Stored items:
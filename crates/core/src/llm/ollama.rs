//! Ollama client for local inference. No API key required.

use std::time::Duration;

use async_trait::async_trait;
use serde::{Deserialize, Serialize};

use super::{map_reqwest_error, CompletionRequest, CompletionResponse, LlmClient, LlmError, LlmUsage};

const DEFAULT_API_BASE: &str = "http://localhost:11434";

/// Ollama API client.
pub struct OllamaClient {
    client: reqwest::Client,
    model: String,
    api_base: String,
    timeout: Duration,
}

impl OllamaClient {
    pub fn new(model: impl Into<String>, timeout: Duration) -> Result<Self, LlmError> {
        let client = reqwest::Client::builder()
            .timeout(timeout)
            .build()
            .map_err(|e| LlmError::Http(e.to_string()))?;

        Ok(Self {
            client,
            model: model.into(),
            api_base: DEFAULT_API_BASE.to_string(),
            timeout,
        })
    }

    pub fn with_api_base(mut self, api_base: impl Into<String>) -> Self {
        self.api_base = api_base.into().trim_end_matches('/').to_string();
        self
    }
}

#[derive(Debug, Serialize)]
struct OllamaRequest {
    model: String,
    prompt: String,
    #[serde(skip_serializing_if = "Option::is_none")]
    system: Option<String>,
    stream: bool,
    options: OllamaOptions,
}

#[derive(Debug, Serialize)]
struct OllamaOptions {
    temperature: f32,
    num_predict: u32,
}

#[derive(Debug, Deserialize)]
struct OllamaResponse {
    model: String,
    response: String,
    #[serde(default)]
    eval_count: u32,
    #[serde(default)]
    prompt_eval_count: u32,
}

#[derive(Debug, Deserialize)]
struct OllamaErrorResponse {
    error: String,
}

#[async_trait]
impl LlmClient for OllamaClient {
    fn provider(&self) -> &str {
        "ollama"
    }

    fn model(&self) -> &str {
        &self.model
    }

    async fn complete(&self, request: CompletionRequest) -> Result<CompletionResponse, LlmError> {
        let body = OllamaRequest {
            model: self.model.clone(),
            prompt: request.prompt,
            system: request.system,
            stream: false,
            options: OllamaOptions {
                temperature: request.temperature,
                num_predict: request.max_tokens,
            },
        };

        let response = self
            .client
            .post(format!("{}/api/generate", self.api_base))
            .json(&body)
            .send()
            .await
            .map_err(|e| map_reqwest_error(e, self.timeout))?;

        let status = response.status().as_u16();
        if status != 200 {
            let error_text = response.text().await.unwrap_or_default();
            let message = serde_json::from_str::<OllamaErrorResponse>(&error_text)
                .map(|e| e.error)
                .unwrap_or(error_text);
            return Err(LlmError::Api { status, message });
        }

        let parsed: OllamaResponse = response
            .json()
            .await
            .map_err(|e| LlmError::Json(e.to_string()))?;

        Ok(CompletionResponse {
            text: parsed.response,
            usage: LlmUsage {
                input_tokens: parsed.prompt_eval_count,
                output_tokens: parsed.eval_count,
            },
            model: parsed.model,
        })
    }
}
//! Metrics middleware for API routes.

use axum::{body::Body, http::Request, middleware::Next, response::Response};
use std::time::Instant;

use crate::metrics::{
    normalize_path, HTTP_REQUESTS_IN_FLIGHT, HTTP_REQUESTS_TOTAL, HTTP_REQUEST_DURATION,
};

/// Metrics middleware that tracks HTTP request duration and counts.
///
/// This middleware records:
/// - Request duration (histogram)
/// - Request count (counter)
/// - Requests in flight (gauge)
pub async fn metrics_middleware(request: Request<Body>, next: Next) -> Response {
    let start = Instant::now();
    let method = request.method().to_string();
    let path = normalize_path(request.uri().path());

    HTTP_REQUESTS_IN_FLIGHT.inc();

    let response = next.run(request).await;

    HTTP_REQUESTS_IN_FLIGHT.dec();

    let duration = start.elapsed().as_secs_f64();
    let status = response.status().as_u16().to_string();

    HTTP_REQUEST_DURATION
        .with_label_values(&[&method, &path, &status])
        .observe(duration);
    HTTP_REQUESTS_TOTAL
        .with_label_values(&[&method, &path, &status])
        .inc();

    response
}
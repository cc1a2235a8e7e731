//! The transactional transfer of one completed file into the library.

use std::path::{Path, PathBuf};
use std::sync::Arc;
use std::time::Instant;

use chrono::Utc;
use serde::Serialize;
use tokio::fs;
use tracing::{debug, error, info, warn};

use crate::metadata::{MetadataError, MetadataProvider, MovieDetail};
use crate::metrics;
use crate::store::{
    CatalogEntryPatch, CatalogStatus, NewTransferLog, RecordStore, TransferLogPatch,
};
use crate::translator::Translator;

use super::config::LibraryConfig;
use super::error::TransferError;
use super::filename::{code_letters, parse_filename, FileAttributes};
use super::images::ArtworkStage;
use super::nfo::render_nfo;
use super::ops;
use super::rules::RuleContext;
use super::undo::UndoLog;

/// A finished transfer.
#[derive(Debug, Clone, Serialize)]
pub struct TransferOutcome {
    pub log_id: String,
    pub code: String,
    pub destination: PathBuf,
}

/// Everything resolved before the first filesystem mutation.
#[derive(Debug)]
struct TransferPlan {
    source: PathBuf,
    code: String,
    attrs: FileAttributes,
    detail: MovieDetail,
    original_title: String,
    nfo_title: String,
    dir: PathBuf,
    stem: String,
    destination: PathBuf,
}

pub struct TransferEngine {
    config: LibraryConfig,
    store: Arc<dyn RecordStore>,
    metadata: Arc<dyn MetadataProvider>,
    translator: Option<Arc<dyn Translator>>,
    artwork: ArtworkStage,
}

impl TransferEngine {
    pub fn new(
        config: LibraryConfig,
        store: Arc<dyn RecordStore>,
        metadata: Arc<dyn MetadataProvider>,
    ) -> Result<Self, TransferError> {
        let artwork = ArtworkStage::new(&config)?;
        Ok(Self {
            config,
            store,
            metadata,
            translator: None,
            artwork,
        })
    }

    pub fn with_translator(mut self, translator: Arc<dyn Translator>) -> Self {
        self.translator = Some(translator);
        self
    }

    pub fn config(&self) -> &LibraryConfig {
        &self.config
    }

    /// Open a `PROCESSING` transfer log for `source` and run the transfer.
    pub async fn transfer(
        &self,
        source: &Path,
        code: &str,
    ) -> Result<TransferOutcome, TransferError> {
        let title = source
            .file_name()
            .map(|n| n.to_string_lossy().to_string())
            .unwrap_or_else(|| source.display().to_string());

        let log = self.store.create_transfer_log(NewTransferLog {
            source_path: source.display().to_string(),
            title,
            code: Some(code.trim().to_string()).filter(|c| !c.is_empty()),
        })?;

        self.execute(&log.id, source, code).await
    }

    /// Run the transfer for an existing `PROCESSING` log and close the log
    /// with the outcome. Errors are returned after the log is updated.
    pub async fn execute(
        &self,
        log_id: &str,
        source: &Path,
        code: &str,
    ) -> Result<TransferOutcome, TransferError> {
        let started = Instant::now();
        let result = self.run(source, code).await;
        let elapsed = started.elapsed().as_secs_f64();

        match result {
            Ok(plan) => {
                self.mark_transferred(&plan.code);
                self.store.update_transfer_log(
                    log_id,
                    TransferLogPatch::success(plan.destination.display().to_string()),
                )?;

                metrics::TRANSFERS.with_label_values(&["success"]).inc();
                metrics::TRANSFER_DURATION
                    .with_label_values(&["success"])
                    .observe(elapsed);
                info!(
                    log_id = %log_id,
                    code = %plan.code,
                    destination = %plan.destination.display(),
                    "Transfer completed"
                );

                Ok(TransferOutcome {
                    log_id: log_id.to_string(),
                    code: plan.code,
                    destination: plan.destination,
                })
            }
            Err(e) => {
                metrics::TRANSFERS.with_label_values(&["failure"]).inc();
                metrics::TRANSFER_DURATION
                    .with_label_values(&["failure"])
                    .observe(elapsed);

                if let Err(store_err) = self
                    .store
                    .update_transfer_log(log_id, TransferLogPatch::failure(e.to_string()))
                {
                    error!(log_id = %log_id, error = %store_err, "Failed to close transfer log");
                }
                warn!(log_id = %log_id, source = %source.display(), error = %e, "Transfer failed");
                Err(e)
            }
        }
    }

    async fn run(&self, source: &Path, code: &str) -> Result<TransferPlan, TransferError> {
        let plan = self.prepare(source, code).await?;

        let mut undo = UndoLog::new();
        if let Err(e) = self.apply(&plan, &mut undo).await {
            metrics::TRANSFER_ROLLBACKS.inc();
            let report = undo.rollback().await;
            warn!(
                code = %plan.code,
                files_removed = report.files_removed,
                files_restored = report.files_restored,
                dirs_removed = report.dirs_removed,
                clean = report.is_clean(),
                "Transfer rolled back"
            );
            return Err(e);
        }

        Ok(plan)
    }

    /// Resolve everything needed for the transfer without touching the disk.
    async fn prepare(&self, source: &Path, code: &str) -> Result<TransferPlan, TransferError> {
        if self.config.root.as_os_str().is_empty() {
            return Err(TransferError::NotConfigured);
        }

        let file_name = source
            .file_name()
            .map(|n| n.to_string_lossy().to_string())
            .unwrap_or_default();
        let mut attrs = parse_filename(&file_name)
            .ok_or_else(|| TransferError::UnparsableFilename(file_name.clone()))?;

        let code = match code.trim() {
            "" => attrs.code.clone(),
            given => given.to_string(),
        };
        if !code.eq_ignore_ascii_case(&attrs.code) {
            attrs.letters = code_letters(&code);
        }

        let source = match fs::metadata(source).await {
            Ok(meta) if meta.is_file() => fs::canonicalize(source)
                .await
                .map_err(|e| TransferError::io(source, e))?,
            _ => return Err(TransferError::SourceMissing(source.to_path_buf())),
        };

        let detail = self.resolve_metadata(&code).await?;
        let original_title = detail.title.clone();
        let detail = self.translate(detail).await;

        let ctx = RuleContext::new(
            &detail,
            &original_title,
            &attrs,
            &code,
            self.config.max_title_len,
        );
        let suffix = attrs.suffix();
        let dir = self
            .config
            .root
            .join(ctx.directory(&self.config.directory_rule, &suffix));
        let stem = ctx.file_stem(&self.config.filename_rule, &suffix);
        let destination = match source.extension() {
            Some(ext) => dir.join(format!("{}.{}", stem, ext.to_string_lossy())),
            None => dir.join(&stem),
        };

        // symlink_metadata also sees dangling links
        if fs::symlink_metadata(&destination).await.is_ok() {
            return Err(TransferError::TargetExists(destination));
        }

        let nfo_title = ctx.expand(&self.config.nfo_title_rule, &suffix);
        debug!(code = %code, destination = %destination.display(), "Transfer planned");

        Ok(TransferPlan {
            source,
            code,
            attrs,
            detail,
            original_title,
            nfo_title,
            dir,
            stem,
            destination,
        })
    }

    /// Every filesystem mutation of the transfer, tracked in `undo`.
    async fn apply(&self, plan: &TransferPlan, undo: &mut UndoLog) -> Result<(), TransferError> {
        undo.create_dir_all(&plan.dir).await?;
        ops::place(
            self.config.transfer_method,
            &plan.source,
            &plan.destination,
            undo,
        )
        .await?;

        self.artwork
            .write_extrafanart(&plan.dir, &plan.detail, undo)
            .await?;
        let artwork = self
            .artwork
            .write_artwork(
                &plan.dir,
                &plan.stem,
                &plan.detail,
                &plan.attrs.marks(),
                undo,
            )
            .await?;

        match render_nfo(
            &plan.detail,
            &plan.nfo_title,
            &plan.original_title,
            &plan.code,
            &plan.attrs,
            &artwork,
        ) {
            Ok(xml) => {
                let path = plan.dir.join(format!("{}.nfo", plan.stem));
                undo.write_new(&path, xml.as_bytes()).await?;
            }
            Err(e) => warn!(code = %plan.code, error = %e, "NFO rendering failed"),
        }

        Ok(())
    }

    async fn resolve_metadata(&self, code: &str) -> Result<MovieDetail, TransferError> {
        let candidates = self
            .metadata
            .search_by_number(code)
            .await
            .map_err(|e| match e {
                MetadataError::NotFound(_) => TransferError::MetadataNotFound(code.to_string()),
                other => TransferError::MetadataUnavailable {
                    code: code.to_string(),
                    reason: other.to_string(),
                },
            })?;

        let candidate = candidates
            .iter()
            .find(|c| c.matches_code(code))
            .or_else(|| candidates.first())
            .ok_or_else(|| TransferError::MetadataNotFound(code.to_string()))?;

        self.metadata
            .get_details(&candidate.provider, &candidate.id)
            .await
            .map_err(|e| TransferError::MetadataUnavailable {
                code: code.to_string(),
                reason: e.to_string(),
            })
    }

    /// Translate title and summary; on any failure keep the originals.
    async fn translate(&self, mut detail: MovieDetail) -> MovieDetail {
        let Some(translator) = &self.translator else {
            return detail;
        };

        let texts = vec![detail.title.clone(), detail.summary.clone()];
        match translator.translate(&texts).await {
            Ok(translated) if translated.len() == 2 => {
                let mut translated = translated.into_iter();
                if let Some(title) = translated.next().filter(|t| !t.trim().is_empty()) {
                    detail.title = title;
                }
                if let Some(summary) = translated.next().filter(|s| !s.trim().is_empty()) {
                    detail.summary = summary;
                }
            }
            Ok(translated) => warn!(
                expected = 2,
                actual = translated.len(),
                "Translator returned the wrong number of texts"
            ),
            Err(e) => warn!(error = %e, "Translation failed, keeping original text"),
        }
        detail
    }

    fn mark_transferred(&self, code: &str) {
        let entry = match self.store.find_catalog_entry_by_code(code) {
            Ok(Some(entry)) => entry,
            Ok(None) => return,
            Err(e) => {
                warn!(code = %code, error = %e, "Catalog lookup failed after transfer");
                return;
            }
        };
        if !entry.status.can_advance_to(CatalogStatus::Transfered) {
            return;
        }

        let patch = CatalogEntryPatch {
            status: Some(CatalogStatus::Transfered),
            added_at: Some(Utc::now()),
            ..Default::default()
        };
        if let Err(e) = self.store.update_catalog_entry(&entry.id, patch) {
            warn!(code = %code, error = %e, "Failed to mark catalog entry transfered");
        }
    }
}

### ASSIGNMENT
When a line in the records above holds "translated", that line is to be reported.

### SOLUTION
            Ok(translated) if translated.len() == 2 => {
                let mut translated = translated.into_iter();
                if let Some(title) = translated.next().filter(|t| !t.trim().is_empty()) {
                if let Some(summary) = translated.next().filter(|s| !s.trim().is_empty()) {
            Ok(translated) => warn!(
                actual = translated.len(),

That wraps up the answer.